## Task item
Without omitting anything, copy every entry word for word.

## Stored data
--- --- ---

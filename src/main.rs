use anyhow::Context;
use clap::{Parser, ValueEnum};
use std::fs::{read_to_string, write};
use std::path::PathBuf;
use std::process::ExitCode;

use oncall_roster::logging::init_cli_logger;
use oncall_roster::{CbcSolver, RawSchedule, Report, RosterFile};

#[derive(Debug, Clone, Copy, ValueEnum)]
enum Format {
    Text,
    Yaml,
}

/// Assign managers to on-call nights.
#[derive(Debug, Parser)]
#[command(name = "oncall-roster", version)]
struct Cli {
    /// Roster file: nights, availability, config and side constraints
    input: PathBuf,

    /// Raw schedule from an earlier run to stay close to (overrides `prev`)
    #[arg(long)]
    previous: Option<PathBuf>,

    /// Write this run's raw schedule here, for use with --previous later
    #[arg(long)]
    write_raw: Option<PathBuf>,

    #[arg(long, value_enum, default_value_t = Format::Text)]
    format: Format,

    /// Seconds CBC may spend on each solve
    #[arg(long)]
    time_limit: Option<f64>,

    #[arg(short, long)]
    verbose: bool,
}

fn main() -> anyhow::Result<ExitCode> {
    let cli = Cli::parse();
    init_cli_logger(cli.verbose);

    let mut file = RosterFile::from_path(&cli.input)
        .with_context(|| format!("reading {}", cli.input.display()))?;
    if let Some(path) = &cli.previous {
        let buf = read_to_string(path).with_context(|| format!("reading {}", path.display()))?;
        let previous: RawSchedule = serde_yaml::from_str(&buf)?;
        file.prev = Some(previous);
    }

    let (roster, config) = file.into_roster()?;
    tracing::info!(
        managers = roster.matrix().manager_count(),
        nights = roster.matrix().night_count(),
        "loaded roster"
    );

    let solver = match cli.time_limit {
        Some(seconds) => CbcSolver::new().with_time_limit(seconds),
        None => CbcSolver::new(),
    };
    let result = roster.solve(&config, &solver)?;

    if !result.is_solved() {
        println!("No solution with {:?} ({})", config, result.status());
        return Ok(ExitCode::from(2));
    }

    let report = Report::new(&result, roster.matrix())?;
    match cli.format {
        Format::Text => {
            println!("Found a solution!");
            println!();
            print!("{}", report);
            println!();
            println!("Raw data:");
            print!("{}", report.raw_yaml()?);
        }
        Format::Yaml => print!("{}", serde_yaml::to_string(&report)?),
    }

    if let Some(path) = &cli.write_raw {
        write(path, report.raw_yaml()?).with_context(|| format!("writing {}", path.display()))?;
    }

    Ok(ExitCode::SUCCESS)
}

--- --- ---

## Response to the task
filename src/main.rs
use anyhow::Context;
use clap::{Parser, ValueEnum};
use std::fs::{read_to_string, write};
use std::path::PathBuf;
use std::process::ExitCode;

use oncall_roster::logging::init_cli_logger;
use oncall_roster::{CbcSolver, RawSchedule, Report, RosterFile};

#[derive(Debug, Clone, Copy, ValueEnum)]
enum Format {
    Text,
    Yaml,
}

/// Assign managers to on-call nights.
#[derive(Debug, Parser)]
#[command(name = "oncall-roster", version)]
struct Cli {
    /// Roster file: nights, availability, config and side constraints
    input: PathBuf,

    /// Raw schedule from an earlier run to stay close to (overrides `prev`)
    #[arg(long)]
    previous: Option<PathBuf>,

    /// Write this run's raw schedule here, for use with --previous later
    #[arg(long)]
    write_raw: Option<PathBuf>,

    #[arg(long, value_enum, default_value_t = Format::Text)]
    format: Format,

    /// Seconds CBC may spend on each solve
    #[arg(long)]
    time_limit: Option<f64>,

    #[arg(short, long)]
    verbose: bool,
}

fn main() -> anyhow::Result<ExitCode> {
    let cli = Cli::parse();
    init_cli_logger(cli.verbose);

    let mut file = RosterFile::from_path(&cli.input)
        .with_context(|| format!("reading {}", cli.input.display()))?;
    if let Some(path) = &cli.previous {
        let buf = read_to_string(path).with_context(|| format!("reading {}", path.display()))?;
        let previous: RawSchedule = serde_yaml::from_str(&buf)?;
        file.prev = Some(previous);
    }

    let (roster, config) = file.into_roster()?;
    tracing::info!(
        managers = roster.matrix().manager_count(),
        nights = roster.matrix().night_count(),
        "loaded roster"
    );

    let solver = match cli.time_limit {
        Some(seconds) => CbcSolver::new().with_time_limit(seconds),
        None => CbcSolver::new(),
    };
    let result = roster.solve(&config, &solver)?;

    if !result.is_solved() {
        println!("No solution with {:?} ({})", config, result.status());
        return Ok(ExitCode::from(2));
    }

    let report = Report::new(&result, roster.matrix())?;
    match cli.format {
        Format::Text => {
            println!("Found a solution!");
            println!();
            print!("{}", report);
            println!();
            println!("Raw data:");
            print!("{}", report.raw_yaml()?);
        }
        Format::Yaml => print!("{}", serde_yaml::to_string(&report)?),
    }

    if let Some(path) = &cli.write_raw {
        write(path, report.raw_yaml()?).with_context(|| format!("writing {}", path.display()))?;
    }

    Ok(ExitCode::SUCCESS)
}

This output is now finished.